Records contained in a dataset:
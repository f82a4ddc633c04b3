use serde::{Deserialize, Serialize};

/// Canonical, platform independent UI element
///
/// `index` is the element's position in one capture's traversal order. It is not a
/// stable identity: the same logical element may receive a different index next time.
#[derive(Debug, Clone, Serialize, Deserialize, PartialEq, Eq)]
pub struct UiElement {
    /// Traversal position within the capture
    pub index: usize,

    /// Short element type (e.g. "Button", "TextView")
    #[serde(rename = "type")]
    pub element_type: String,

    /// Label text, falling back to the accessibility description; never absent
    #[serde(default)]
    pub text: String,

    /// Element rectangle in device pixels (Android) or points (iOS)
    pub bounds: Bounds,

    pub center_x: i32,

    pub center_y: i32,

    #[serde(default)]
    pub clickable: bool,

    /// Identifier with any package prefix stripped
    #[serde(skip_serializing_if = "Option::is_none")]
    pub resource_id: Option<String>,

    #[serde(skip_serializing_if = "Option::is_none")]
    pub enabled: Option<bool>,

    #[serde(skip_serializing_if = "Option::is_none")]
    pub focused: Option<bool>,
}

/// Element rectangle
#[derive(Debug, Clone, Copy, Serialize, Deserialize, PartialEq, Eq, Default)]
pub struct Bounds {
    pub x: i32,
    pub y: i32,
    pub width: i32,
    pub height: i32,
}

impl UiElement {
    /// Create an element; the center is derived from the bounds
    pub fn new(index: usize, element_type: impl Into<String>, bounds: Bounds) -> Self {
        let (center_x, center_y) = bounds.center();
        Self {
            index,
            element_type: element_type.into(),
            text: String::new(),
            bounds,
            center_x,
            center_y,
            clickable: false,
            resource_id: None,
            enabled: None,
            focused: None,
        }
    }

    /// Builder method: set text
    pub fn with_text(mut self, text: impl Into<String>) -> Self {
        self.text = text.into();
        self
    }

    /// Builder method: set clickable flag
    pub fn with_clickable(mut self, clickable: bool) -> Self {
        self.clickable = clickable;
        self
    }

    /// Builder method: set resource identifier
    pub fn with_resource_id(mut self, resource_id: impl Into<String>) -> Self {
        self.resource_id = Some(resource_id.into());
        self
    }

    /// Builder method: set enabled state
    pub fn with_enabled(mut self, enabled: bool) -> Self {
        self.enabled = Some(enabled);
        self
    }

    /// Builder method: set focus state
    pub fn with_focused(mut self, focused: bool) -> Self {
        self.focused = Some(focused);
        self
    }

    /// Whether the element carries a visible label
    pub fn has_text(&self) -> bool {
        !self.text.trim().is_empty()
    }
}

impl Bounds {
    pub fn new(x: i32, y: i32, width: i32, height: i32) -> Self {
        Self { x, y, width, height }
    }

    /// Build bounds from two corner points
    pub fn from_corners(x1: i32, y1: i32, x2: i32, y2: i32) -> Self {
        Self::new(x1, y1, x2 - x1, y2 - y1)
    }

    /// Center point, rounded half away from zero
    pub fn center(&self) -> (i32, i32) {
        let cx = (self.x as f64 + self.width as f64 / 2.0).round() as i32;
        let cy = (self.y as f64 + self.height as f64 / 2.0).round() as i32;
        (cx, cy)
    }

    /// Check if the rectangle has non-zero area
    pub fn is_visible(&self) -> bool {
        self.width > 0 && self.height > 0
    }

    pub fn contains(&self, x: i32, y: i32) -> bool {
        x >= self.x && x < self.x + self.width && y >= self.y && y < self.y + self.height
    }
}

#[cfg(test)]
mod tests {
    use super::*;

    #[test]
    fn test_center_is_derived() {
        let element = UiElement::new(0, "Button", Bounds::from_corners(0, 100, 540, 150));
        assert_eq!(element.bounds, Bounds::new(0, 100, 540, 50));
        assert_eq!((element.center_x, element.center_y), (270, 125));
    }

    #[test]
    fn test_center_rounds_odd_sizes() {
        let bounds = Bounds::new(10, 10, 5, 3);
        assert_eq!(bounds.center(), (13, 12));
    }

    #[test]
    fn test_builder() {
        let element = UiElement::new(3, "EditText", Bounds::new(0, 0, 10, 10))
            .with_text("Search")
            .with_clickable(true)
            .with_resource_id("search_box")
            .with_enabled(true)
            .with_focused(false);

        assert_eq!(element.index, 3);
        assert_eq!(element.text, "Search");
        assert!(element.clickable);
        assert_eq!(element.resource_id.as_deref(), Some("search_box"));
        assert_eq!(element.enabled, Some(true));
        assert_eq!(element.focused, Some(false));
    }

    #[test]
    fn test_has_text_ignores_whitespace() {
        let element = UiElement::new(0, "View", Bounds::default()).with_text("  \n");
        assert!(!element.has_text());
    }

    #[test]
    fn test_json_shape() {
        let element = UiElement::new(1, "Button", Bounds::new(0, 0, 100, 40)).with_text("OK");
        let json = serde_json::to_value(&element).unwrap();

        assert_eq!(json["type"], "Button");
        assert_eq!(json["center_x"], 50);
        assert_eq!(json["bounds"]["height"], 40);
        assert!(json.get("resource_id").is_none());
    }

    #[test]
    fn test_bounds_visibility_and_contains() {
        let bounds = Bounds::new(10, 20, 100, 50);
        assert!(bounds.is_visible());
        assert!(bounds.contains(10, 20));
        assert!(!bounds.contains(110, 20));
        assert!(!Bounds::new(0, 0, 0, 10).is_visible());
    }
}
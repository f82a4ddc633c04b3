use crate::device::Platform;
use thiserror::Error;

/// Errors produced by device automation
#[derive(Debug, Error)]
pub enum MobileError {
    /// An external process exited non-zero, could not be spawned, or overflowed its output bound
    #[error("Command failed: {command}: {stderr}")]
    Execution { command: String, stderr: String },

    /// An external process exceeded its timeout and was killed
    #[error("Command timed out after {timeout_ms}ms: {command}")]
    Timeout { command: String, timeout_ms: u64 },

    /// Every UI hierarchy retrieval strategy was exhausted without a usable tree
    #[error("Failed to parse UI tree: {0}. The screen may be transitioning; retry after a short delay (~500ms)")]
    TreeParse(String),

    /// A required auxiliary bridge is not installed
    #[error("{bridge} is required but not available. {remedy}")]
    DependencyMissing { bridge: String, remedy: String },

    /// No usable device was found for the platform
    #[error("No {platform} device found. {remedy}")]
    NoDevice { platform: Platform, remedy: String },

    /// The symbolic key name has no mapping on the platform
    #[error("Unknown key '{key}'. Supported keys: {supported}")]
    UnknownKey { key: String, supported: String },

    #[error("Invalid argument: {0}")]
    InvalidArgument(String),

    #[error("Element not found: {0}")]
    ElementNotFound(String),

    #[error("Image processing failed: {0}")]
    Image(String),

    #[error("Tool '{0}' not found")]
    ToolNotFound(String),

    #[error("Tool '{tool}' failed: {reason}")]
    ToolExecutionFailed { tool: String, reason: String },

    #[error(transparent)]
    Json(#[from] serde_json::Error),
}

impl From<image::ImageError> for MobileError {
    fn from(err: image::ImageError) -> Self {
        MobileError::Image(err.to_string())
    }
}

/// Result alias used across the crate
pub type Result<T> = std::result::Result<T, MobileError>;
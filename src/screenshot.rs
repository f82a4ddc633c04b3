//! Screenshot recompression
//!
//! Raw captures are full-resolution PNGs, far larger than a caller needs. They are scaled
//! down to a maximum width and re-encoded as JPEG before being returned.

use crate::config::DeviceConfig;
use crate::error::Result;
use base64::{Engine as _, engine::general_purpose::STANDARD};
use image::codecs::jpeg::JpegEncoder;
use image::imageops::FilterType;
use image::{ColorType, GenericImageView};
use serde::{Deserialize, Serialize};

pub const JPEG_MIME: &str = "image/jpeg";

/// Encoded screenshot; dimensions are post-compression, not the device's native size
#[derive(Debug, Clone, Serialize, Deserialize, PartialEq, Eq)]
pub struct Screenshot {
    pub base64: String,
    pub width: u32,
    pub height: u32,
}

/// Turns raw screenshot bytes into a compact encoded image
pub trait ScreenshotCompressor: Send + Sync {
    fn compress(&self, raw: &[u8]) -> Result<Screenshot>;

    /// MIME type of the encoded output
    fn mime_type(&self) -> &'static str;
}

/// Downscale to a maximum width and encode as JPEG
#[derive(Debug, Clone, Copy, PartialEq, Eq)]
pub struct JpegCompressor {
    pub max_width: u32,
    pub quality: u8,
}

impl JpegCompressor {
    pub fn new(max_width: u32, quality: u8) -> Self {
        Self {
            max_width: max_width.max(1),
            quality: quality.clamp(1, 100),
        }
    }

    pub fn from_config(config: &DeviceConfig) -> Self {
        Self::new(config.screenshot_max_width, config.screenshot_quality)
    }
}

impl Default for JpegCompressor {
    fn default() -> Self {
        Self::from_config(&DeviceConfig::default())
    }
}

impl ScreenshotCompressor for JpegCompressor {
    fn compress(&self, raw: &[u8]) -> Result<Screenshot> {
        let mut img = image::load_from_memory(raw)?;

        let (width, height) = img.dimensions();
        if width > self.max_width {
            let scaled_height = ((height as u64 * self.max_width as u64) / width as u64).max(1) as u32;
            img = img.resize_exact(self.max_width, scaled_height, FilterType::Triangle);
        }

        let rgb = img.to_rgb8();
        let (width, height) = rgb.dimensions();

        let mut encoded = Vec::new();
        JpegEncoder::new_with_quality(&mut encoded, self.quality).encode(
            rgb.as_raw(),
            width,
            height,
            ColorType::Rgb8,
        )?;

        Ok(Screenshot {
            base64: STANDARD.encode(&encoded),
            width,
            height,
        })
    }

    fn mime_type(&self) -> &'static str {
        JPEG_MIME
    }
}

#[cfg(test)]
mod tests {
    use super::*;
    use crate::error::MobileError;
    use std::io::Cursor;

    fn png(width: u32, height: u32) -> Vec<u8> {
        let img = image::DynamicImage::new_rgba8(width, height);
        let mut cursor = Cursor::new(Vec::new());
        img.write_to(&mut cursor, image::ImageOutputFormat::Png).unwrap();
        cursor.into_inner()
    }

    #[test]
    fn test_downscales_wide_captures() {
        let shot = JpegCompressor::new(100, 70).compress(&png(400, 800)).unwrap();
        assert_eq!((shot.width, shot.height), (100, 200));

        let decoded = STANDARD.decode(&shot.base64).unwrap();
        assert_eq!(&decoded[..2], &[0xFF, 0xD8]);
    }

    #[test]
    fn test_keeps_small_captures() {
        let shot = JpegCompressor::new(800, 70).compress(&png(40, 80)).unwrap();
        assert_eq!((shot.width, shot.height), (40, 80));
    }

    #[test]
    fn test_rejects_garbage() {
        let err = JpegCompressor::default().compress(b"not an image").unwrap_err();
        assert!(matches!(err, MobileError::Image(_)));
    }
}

About this exercise:
Using the data above, return every line that contains the string "struct".

The answer:
pub struct UiElement {
pub struct Bounds {
pub struct Screenshot {
pub struct JpegCompressor {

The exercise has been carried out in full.